■ Work to complete: Search the material for the string "BTreeMap", then return every line where it is found.

■ Data to process:
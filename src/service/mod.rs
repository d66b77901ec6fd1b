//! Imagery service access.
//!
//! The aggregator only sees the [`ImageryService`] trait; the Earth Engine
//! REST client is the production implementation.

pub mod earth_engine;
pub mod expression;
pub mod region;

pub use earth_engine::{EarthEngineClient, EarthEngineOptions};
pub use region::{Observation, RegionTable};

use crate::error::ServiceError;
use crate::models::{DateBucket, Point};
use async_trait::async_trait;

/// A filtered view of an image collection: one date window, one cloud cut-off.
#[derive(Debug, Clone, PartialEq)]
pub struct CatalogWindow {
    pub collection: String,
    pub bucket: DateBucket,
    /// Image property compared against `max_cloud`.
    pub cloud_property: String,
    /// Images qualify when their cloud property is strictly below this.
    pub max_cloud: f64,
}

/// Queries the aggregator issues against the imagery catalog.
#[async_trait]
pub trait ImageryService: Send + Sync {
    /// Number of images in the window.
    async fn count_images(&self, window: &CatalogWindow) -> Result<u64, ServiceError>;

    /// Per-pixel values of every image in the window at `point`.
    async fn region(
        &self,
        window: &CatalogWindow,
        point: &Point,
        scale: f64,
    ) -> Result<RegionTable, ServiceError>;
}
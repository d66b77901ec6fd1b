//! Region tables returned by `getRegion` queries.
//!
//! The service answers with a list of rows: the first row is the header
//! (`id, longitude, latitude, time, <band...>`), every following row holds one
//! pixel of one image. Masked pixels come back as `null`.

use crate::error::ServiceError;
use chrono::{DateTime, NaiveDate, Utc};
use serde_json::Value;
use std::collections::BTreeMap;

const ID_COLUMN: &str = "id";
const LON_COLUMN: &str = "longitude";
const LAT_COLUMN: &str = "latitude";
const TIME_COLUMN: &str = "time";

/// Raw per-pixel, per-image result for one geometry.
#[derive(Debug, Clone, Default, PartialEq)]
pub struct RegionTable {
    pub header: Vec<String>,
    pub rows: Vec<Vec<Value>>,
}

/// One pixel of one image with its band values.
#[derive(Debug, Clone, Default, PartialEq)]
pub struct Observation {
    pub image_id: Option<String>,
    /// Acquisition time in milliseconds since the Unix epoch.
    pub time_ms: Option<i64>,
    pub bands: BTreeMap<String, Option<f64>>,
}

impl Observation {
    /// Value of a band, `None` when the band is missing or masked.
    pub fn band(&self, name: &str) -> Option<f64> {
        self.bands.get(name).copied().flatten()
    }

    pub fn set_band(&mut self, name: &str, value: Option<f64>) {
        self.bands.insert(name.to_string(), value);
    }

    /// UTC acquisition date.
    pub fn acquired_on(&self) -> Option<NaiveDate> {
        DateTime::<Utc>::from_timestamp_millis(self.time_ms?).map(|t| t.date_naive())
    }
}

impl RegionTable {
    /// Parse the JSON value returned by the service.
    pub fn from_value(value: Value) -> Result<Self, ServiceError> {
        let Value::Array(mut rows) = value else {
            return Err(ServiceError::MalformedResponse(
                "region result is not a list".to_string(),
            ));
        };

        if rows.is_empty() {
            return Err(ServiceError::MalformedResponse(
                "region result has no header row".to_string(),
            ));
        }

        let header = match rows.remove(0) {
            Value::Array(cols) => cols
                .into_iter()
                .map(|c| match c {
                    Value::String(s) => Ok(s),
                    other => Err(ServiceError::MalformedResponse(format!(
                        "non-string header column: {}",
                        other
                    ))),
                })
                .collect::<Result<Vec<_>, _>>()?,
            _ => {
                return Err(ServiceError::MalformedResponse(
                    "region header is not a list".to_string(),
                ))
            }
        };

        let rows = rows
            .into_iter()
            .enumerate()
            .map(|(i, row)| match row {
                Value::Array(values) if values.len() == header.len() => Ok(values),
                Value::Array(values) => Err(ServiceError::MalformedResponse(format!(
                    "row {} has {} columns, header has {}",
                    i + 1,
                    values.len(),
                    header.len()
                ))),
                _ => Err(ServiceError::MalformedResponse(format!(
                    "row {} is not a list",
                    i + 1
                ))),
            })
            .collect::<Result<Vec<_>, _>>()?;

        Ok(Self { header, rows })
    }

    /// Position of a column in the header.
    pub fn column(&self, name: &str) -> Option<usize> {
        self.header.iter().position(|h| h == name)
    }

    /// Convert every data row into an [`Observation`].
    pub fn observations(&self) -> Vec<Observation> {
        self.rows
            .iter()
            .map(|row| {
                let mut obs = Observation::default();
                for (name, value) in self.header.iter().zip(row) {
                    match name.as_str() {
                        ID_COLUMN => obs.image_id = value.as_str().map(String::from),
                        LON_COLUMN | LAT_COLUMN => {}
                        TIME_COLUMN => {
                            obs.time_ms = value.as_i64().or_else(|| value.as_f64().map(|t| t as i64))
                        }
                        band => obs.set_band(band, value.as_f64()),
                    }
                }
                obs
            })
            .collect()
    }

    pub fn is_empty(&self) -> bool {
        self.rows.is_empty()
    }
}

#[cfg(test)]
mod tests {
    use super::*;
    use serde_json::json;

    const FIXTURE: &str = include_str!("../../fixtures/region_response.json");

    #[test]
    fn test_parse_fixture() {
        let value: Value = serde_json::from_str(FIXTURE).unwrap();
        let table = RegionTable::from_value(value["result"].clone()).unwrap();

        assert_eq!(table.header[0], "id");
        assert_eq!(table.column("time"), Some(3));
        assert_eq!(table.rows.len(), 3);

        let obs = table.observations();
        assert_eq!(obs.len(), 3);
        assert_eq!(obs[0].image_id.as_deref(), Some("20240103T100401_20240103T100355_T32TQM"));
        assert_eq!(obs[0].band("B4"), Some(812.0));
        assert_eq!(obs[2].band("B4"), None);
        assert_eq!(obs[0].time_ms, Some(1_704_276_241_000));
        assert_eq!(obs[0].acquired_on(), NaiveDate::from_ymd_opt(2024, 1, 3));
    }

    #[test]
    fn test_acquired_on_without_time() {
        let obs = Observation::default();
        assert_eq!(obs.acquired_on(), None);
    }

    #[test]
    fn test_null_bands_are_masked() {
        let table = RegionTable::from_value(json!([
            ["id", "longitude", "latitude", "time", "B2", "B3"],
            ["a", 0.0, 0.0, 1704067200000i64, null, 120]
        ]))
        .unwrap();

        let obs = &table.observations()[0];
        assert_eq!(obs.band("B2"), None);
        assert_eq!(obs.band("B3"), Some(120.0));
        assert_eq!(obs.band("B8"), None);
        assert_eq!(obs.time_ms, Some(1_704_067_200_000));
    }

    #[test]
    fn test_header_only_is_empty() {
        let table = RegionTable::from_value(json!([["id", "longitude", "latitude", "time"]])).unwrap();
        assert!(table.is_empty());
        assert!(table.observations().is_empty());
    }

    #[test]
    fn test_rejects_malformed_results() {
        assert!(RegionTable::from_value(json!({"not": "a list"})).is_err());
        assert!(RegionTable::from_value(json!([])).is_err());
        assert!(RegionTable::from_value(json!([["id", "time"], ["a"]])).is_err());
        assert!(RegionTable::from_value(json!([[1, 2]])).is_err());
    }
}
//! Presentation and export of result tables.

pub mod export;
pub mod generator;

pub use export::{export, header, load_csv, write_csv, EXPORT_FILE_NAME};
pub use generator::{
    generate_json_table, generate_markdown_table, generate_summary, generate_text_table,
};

...

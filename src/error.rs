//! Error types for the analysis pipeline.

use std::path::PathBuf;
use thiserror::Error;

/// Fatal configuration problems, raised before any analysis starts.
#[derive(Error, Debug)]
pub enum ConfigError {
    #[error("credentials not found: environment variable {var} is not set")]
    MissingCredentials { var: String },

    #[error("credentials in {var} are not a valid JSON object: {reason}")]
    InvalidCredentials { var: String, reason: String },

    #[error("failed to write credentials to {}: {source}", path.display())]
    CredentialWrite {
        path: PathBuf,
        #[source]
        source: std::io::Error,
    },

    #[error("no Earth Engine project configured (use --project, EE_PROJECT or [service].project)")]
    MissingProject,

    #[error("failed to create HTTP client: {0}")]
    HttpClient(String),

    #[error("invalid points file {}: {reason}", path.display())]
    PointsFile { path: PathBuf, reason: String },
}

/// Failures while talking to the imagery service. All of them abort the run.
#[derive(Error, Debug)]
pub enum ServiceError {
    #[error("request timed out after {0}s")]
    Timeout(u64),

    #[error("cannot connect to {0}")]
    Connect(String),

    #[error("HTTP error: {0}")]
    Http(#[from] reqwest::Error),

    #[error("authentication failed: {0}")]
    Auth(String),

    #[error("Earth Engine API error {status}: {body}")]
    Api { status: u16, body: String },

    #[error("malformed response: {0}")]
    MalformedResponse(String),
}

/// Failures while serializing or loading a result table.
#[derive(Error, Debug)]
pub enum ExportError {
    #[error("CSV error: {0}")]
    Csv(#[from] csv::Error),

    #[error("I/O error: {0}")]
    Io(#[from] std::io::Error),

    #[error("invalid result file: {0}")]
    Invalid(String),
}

■ Exercise response:
use std::collections::BTreeMap;
    pub bands: BTreeMap<String, Option<f64>>,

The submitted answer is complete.